What is left then? What is left is the more compelling argument that the reason Nigerian political incumbents are so desperate to anoint successors is because they are afraid of their own shadows. They want to cover their misdeeds, so they struggle to rule by proxy. They want to remain relevant, and continue to have access to state resources, patronage and privileges. They want to play God. They have secrets they want to hide. The politics of succession in Nigerian politics thus constructed has never worked. Its architects and promoters have been disappointed in many cases more than once. The landscape is littered with tales of treachery. Some Godfathers were so badly treated by their anointed successors they could no longer visit their states for four years at least. There are some ex-Governors who thought they got the best man to succeed them whose only reward has been abuse and neglect.
The lesson not learnt is that being a Godfather has at most, short-term benefits. Incumbents often underrate one thing: that the successor will also acquire his own ego. New influencers are bound to surround the new incumbent and they will advise him to assert his independence and not to be anybody’s “boy-boy”. Even when the anointed successor swears to an oath, as often happens, it doesn’t take long before one of these Pastors goes to him, offers to cancel the oath and anoint him as the new Spiritual Leader of the state! Have you ever heard of any politician who died because he swore to an oath with a Godfather?

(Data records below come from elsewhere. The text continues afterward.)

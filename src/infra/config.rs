// Bot configuration, read from environment variables (optionally via a .env file).

use anyhow::{Context, Result};

const DEFAULT_PREFIX: &str = "!";

#[derive(Debug, Clone, PartialEq, Eq)]
pub struct BotConfig {
    pub discord_token: String,
    pub imgur_client_id: String,
    pub command_prefix: String,
}

impl BotConfig {
    pub fn from_env() -> Result<Self> {
        Self::from_lookup(|key| std::env::var(key).ok())
    }

    /// Build the config from any key lookup. Blank values count as missing.
    pub fn from_lookup(lookup: impl Fn(&str) -> Option<String>) -> Result<Self> {
        let get = |key: &str| lookup(key).filter(|v| !v.trim().is_empty());

        let discord_token = get("DISCORD_TOKEN").context(
            "Missing DISCORD_TOKEN environment variable! Create a .env file with your bot token.",
        )?;
        let imgur_client_id = get("IMGUR_CLIENT_ID")
            .context("Missing IMGUR_CLIENT_ID environment variable!")?;
        let command_prefix = get("COMMAND_PREFIX")
            .map(|p| p.trim().to_string())
            .unwrap_or_else(|| DEFAULT_PREFIX.to_string());

        Ok(Self {
            discord_token,
            imgur_client_id,
            command_prefix,
        })
    }
}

The way we recruit Governors these days is bad. The lesson for every incumbent is to get things right. Nigerian democracy is still at the level of the visual and the personal. It is trapped at the level of needs. The people appreciate and remember what they see and what touches them directly. That is why on election day, or the night before, when they are given the “Naira sandwich”, their political mind immediately focuses on how at that particular moment a particular party or candidate has met their needs. The challenge of Nigerian democracy remains how to free the people from this base level, and confront them with more significant and indelible achievements that they can see, feel and touch, and which the politics of succession or hate can neither destroy nor traduce. If anyone understood this very well, Awolowo did, Ahmadu Bello did, Michael Opara did, Sam Mbakwe did, Obasanjo did, Jakande did, Onabanjo did, Ajasin did…we’d talk about more contemporary examples some other day.